- EXERCISE BRIEF:
Go through the entries below line by line and tally those holding "next"; write only the tally.

Source data
--- --- ---
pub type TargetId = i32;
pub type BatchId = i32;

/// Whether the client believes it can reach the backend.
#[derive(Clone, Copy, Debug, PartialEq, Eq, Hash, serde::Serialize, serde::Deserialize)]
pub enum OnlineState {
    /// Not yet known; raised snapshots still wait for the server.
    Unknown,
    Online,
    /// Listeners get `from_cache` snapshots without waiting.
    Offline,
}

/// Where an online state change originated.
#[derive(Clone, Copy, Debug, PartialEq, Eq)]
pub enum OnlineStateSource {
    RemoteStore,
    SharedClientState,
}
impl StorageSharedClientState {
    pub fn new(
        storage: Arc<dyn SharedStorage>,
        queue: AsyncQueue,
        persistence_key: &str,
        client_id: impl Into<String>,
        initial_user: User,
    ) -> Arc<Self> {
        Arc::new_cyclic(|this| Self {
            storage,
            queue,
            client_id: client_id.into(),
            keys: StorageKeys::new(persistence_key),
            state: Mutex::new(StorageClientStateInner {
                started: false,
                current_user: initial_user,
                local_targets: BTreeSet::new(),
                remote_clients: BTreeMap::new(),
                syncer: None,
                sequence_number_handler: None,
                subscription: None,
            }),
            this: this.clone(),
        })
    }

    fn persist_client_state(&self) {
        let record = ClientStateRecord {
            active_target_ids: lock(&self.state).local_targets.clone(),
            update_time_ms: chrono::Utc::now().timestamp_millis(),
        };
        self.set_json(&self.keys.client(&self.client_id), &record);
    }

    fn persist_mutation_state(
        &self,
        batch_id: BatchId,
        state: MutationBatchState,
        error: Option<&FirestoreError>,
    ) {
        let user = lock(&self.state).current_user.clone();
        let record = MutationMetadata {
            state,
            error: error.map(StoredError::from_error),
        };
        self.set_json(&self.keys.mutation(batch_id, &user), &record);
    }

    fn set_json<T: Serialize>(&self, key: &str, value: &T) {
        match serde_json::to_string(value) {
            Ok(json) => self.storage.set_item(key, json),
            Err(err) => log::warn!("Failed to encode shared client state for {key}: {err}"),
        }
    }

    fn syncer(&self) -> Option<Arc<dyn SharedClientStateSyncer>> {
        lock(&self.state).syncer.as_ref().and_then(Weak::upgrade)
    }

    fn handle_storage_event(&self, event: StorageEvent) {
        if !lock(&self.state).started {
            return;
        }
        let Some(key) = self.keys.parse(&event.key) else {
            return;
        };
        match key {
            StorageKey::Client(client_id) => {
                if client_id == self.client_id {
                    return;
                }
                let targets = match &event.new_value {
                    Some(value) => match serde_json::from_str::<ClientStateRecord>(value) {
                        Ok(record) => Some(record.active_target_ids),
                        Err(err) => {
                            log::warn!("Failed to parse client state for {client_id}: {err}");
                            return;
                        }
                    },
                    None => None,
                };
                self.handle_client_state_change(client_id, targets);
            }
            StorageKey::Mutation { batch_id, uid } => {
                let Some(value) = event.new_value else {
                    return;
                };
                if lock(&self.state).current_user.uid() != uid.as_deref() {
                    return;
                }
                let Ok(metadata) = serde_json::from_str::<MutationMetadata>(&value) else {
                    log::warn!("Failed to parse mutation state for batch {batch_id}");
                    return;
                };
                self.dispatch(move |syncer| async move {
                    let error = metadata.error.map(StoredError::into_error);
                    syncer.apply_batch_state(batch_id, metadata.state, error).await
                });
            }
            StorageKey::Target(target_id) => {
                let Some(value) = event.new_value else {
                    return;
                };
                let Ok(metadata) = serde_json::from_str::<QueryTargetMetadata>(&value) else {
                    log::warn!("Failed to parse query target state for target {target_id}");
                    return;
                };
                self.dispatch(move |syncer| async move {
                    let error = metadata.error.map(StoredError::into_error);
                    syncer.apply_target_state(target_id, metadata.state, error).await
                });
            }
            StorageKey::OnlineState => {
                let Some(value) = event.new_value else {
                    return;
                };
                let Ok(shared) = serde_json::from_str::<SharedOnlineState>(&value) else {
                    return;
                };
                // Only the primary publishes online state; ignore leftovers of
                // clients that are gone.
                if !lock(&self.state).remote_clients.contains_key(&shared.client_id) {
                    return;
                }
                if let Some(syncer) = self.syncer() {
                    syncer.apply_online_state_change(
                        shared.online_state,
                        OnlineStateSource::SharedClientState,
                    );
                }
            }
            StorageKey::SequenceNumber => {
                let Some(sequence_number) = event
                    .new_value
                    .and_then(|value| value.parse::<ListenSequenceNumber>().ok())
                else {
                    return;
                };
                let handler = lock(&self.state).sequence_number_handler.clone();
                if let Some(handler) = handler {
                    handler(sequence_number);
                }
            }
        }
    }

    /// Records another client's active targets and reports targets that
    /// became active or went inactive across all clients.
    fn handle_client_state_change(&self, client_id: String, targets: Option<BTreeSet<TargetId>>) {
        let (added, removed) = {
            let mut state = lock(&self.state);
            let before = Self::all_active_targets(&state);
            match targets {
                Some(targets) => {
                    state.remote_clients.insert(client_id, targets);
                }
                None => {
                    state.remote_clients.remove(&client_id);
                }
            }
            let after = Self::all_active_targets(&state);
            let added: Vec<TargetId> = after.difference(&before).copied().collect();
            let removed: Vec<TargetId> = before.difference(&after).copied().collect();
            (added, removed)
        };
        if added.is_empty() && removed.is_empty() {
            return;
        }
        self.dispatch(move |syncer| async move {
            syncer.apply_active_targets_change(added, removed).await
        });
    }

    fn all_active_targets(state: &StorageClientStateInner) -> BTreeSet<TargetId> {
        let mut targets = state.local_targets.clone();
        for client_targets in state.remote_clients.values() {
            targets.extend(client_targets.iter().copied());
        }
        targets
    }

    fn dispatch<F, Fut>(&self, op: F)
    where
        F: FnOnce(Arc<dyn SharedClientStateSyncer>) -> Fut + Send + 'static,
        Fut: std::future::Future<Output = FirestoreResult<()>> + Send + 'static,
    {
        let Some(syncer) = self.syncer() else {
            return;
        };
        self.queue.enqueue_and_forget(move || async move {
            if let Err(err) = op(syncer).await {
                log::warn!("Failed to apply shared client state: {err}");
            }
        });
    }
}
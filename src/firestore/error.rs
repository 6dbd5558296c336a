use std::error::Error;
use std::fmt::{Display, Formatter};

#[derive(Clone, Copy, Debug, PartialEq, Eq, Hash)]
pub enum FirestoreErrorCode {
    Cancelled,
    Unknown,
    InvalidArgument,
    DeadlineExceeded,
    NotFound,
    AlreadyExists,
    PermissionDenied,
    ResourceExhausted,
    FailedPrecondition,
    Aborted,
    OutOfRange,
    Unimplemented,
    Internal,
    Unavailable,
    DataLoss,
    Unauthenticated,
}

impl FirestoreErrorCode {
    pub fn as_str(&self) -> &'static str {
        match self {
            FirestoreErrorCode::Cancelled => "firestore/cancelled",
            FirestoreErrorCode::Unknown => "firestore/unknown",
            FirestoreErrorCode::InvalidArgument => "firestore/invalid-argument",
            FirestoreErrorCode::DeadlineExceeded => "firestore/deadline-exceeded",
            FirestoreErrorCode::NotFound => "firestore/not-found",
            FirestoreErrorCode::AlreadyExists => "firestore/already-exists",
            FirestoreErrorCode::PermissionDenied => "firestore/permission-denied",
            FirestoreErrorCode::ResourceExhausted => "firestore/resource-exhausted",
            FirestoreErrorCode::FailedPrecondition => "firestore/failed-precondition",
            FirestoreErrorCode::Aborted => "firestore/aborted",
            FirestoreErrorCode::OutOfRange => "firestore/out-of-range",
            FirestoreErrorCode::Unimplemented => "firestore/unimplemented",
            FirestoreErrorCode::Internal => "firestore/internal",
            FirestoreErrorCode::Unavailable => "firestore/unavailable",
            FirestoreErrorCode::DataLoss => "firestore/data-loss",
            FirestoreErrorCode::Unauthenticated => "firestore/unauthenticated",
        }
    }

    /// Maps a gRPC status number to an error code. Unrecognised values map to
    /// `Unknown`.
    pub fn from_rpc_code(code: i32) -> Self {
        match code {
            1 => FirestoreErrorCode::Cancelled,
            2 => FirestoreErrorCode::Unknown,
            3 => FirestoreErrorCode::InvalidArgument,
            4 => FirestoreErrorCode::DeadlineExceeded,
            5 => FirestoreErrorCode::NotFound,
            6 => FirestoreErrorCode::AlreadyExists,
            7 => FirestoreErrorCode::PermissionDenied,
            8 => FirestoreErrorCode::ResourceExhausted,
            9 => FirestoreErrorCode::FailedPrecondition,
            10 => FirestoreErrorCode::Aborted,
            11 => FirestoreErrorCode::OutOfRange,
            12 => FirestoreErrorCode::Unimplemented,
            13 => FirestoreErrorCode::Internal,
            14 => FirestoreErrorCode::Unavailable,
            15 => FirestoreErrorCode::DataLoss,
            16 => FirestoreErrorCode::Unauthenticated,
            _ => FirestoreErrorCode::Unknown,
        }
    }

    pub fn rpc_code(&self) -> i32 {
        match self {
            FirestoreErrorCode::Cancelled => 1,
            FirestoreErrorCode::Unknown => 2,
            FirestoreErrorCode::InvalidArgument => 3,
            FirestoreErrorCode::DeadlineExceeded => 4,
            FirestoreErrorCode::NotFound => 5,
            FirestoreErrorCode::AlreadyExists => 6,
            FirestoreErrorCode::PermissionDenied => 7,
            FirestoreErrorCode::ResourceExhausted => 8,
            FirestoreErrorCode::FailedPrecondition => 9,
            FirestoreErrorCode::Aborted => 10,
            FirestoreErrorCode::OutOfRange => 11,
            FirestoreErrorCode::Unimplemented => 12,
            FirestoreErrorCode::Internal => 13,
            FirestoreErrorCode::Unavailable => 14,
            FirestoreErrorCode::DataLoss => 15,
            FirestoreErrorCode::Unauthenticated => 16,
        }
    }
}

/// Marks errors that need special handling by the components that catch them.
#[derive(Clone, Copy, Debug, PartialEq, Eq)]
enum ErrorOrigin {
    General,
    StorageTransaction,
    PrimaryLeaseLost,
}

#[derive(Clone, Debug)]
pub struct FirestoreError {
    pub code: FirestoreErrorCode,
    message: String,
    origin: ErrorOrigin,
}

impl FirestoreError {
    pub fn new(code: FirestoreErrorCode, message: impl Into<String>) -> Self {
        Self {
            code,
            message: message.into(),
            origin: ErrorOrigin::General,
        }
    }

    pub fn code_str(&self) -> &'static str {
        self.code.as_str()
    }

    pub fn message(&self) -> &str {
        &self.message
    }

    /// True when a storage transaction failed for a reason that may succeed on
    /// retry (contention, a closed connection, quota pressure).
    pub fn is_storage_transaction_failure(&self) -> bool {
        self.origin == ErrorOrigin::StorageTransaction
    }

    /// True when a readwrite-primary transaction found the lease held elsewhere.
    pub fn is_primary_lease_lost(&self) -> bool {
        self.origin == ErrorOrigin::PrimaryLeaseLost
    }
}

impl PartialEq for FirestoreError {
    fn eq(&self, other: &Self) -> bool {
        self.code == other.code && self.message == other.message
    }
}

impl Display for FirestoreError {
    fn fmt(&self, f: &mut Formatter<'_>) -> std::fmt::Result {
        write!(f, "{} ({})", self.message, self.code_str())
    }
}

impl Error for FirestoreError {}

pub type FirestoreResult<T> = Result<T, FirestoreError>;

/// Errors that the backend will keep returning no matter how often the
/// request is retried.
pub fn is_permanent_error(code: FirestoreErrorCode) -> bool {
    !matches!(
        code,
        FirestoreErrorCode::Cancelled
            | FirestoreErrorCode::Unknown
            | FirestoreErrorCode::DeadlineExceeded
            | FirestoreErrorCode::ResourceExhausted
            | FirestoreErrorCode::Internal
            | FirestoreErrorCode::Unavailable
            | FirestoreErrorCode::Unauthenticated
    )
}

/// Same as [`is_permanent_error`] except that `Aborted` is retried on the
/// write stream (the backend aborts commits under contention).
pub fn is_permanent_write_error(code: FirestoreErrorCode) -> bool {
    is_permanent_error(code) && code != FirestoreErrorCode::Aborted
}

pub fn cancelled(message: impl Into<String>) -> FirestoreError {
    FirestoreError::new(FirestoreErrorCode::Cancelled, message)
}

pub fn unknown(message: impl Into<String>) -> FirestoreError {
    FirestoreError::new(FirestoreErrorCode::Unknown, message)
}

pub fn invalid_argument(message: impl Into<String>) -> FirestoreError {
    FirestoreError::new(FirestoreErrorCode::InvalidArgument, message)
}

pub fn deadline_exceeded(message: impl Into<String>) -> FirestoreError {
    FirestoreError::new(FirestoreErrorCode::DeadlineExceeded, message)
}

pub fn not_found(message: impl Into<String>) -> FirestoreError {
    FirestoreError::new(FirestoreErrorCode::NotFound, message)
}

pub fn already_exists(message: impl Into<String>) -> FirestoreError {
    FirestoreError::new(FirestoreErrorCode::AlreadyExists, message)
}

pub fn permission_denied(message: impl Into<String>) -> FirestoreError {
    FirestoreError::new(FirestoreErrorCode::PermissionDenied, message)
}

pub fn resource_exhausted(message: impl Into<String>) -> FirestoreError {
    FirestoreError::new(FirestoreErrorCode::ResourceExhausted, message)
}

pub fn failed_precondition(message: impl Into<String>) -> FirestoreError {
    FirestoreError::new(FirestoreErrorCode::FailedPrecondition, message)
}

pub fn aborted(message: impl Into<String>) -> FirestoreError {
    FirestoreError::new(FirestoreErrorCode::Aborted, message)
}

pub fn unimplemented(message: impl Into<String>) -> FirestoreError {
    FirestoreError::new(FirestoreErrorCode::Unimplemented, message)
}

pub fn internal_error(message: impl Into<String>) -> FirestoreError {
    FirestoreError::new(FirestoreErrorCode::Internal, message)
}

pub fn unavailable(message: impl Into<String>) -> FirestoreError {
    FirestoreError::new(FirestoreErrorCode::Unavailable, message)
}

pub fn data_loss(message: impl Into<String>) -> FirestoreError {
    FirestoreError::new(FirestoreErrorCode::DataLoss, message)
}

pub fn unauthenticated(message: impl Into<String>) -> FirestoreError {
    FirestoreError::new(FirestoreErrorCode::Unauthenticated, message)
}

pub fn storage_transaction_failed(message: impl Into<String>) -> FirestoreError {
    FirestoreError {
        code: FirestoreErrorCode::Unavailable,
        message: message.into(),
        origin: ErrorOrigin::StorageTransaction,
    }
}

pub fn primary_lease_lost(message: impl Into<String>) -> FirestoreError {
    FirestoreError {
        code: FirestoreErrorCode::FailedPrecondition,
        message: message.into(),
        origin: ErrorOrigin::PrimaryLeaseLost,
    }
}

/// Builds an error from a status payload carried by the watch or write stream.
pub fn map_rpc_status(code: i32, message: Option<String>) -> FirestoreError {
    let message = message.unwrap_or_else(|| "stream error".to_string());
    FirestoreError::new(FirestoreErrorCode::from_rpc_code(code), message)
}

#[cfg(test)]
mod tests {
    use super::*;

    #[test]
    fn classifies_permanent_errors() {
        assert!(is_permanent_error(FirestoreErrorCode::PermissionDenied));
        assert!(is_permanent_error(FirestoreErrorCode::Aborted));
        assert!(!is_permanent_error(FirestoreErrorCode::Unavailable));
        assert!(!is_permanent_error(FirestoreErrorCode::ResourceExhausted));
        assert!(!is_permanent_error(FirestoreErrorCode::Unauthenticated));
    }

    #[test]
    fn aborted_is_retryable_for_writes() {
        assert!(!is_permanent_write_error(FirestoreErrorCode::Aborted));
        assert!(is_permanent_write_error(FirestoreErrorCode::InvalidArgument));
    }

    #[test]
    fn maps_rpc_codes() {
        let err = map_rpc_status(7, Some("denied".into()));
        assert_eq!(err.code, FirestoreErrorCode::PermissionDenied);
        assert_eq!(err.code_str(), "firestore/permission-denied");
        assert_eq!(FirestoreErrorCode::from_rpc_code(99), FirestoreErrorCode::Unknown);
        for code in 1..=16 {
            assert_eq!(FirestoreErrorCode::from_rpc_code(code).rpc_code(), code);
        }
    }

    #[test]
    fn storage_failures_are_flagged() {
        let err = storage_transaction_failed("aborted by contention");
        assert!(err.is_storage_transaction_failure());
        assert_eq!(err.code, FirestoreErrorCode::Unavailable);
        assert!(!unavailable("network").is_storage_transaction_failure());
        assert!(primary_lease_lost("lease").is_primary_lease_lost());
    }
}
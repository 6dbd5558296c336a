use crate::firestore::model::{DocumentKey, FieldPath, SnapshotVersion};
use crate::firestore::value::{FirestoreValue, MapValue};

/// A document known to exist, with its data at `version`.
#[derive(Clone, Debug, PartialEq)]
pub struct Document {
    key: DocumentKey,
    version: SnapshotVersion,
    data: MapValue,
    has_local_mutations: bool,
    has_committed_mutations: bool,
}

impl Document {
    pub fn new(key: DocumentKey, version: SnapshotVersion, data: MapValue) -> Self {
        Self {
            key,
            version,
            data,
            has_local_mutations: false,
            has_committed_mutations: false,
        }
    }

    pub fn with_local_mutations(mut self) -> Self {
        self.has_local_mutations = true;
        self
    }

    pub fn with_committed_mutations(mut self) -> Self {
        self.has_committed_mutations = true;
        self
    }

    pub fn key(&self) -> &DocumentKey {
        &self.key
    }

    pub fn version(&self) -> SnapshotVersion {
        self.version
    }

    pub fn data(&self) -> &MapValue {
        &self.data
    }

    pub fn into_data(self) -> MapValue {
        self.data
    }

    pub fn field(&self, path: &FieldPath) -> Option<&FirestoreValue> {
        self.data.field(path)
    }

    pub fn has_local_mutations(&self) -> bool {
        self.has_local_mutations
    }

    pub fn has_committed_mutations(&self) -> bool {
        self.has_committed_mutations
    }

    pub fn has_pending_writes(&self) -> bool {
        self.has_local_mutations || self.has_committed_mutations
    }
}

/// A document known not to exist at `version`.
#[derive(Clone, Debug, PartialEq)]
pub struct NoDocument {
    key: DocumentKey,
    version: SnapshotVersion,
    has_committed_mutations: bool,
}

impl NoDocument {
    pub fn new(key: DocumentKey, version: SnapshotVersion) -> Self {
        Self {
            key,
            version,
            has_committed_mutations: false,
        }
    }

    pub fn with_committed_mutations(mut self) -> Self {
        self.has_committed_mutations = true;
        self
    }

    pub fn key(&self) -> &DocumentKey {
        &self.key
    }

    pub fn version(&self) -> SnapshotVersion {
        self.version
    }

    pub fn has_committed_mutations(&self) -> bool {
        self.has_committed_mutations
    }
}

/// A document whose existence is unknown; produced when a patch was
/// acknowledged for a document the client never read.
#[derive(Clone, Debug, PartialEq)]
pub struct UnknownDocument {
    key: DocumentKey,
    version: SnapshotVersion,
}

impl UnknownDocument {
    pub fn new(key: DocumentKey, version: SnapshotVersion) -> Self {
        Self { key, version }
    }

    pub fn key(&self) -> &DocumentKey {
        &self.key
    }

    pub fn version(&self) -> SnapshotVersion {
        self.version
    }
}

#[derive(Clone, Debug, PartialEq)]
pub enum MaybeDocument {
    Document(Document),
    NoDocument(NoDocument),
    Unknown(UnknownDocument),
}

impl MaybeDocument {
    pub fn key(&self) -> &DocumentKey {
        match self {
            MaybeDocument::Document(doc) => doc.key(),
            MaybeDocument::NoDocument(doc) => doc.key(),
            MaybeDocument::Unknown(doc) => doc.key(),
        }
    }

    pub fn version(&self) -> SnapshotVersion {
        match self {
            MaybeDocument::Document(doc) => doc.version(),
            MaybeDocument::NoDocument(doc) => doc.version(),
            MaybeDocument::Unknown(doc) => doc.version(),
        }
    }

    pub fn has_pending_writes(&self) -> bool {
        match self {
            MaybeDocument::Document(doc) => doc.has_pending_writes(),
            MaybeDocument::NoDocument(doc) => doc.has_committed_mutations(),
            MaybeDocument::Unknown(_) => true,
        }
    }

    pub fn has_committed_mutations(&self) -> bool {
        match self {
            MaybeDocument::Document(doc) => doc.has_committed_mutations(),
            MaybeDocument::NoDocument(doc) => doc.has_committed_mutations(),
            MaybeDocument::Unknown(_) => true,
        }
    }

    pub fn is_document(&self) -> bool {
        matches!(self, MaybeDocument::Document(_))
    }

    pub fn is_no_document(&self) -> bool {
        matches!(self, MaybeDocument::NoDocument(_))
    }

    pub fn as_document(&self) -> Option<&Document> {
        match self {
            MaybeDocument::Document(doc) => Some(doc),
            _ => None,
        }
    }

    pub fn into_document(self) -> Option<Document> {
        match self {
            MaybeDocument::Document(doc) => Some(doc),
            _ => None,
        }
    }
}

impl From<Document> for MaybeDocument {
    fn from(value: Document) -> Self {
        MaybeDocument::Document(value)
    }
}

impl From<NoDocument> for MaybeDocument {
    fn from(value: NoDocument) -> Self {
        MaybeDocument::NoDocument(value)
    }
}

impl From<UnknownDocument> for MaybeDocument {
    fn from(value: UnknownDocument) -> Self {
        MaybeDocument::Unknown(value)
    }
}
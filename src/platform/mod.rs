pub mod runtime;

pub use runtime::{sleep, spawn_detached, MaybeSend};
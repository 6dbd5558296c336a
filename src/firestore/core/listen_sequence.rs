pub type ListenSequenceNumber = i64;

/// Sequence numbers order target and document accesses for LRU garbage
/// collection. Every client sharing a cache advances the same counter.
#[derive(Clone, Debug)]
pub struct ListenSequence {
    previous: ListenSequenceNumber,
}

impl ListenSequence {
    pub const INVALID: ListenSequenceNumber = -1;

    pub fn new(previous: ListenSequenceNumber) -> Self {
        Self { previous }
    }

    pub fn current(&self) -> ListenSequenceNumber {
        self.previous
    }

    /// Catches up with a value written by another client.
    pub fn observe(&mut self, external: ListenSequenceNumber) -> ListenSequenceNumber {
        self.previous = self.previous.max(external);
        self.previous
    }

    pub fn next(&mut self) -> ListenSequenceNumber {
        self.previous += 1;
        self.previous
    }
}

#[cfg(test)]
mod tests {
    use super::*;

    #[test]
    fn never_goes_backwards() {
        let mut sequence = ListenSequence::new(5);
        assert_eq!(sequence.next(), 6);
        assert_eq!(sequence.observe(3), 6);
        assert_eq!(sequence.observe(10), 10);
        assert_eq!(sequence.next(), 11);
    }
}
--- --- ---
- YOUR RESPONSE:
3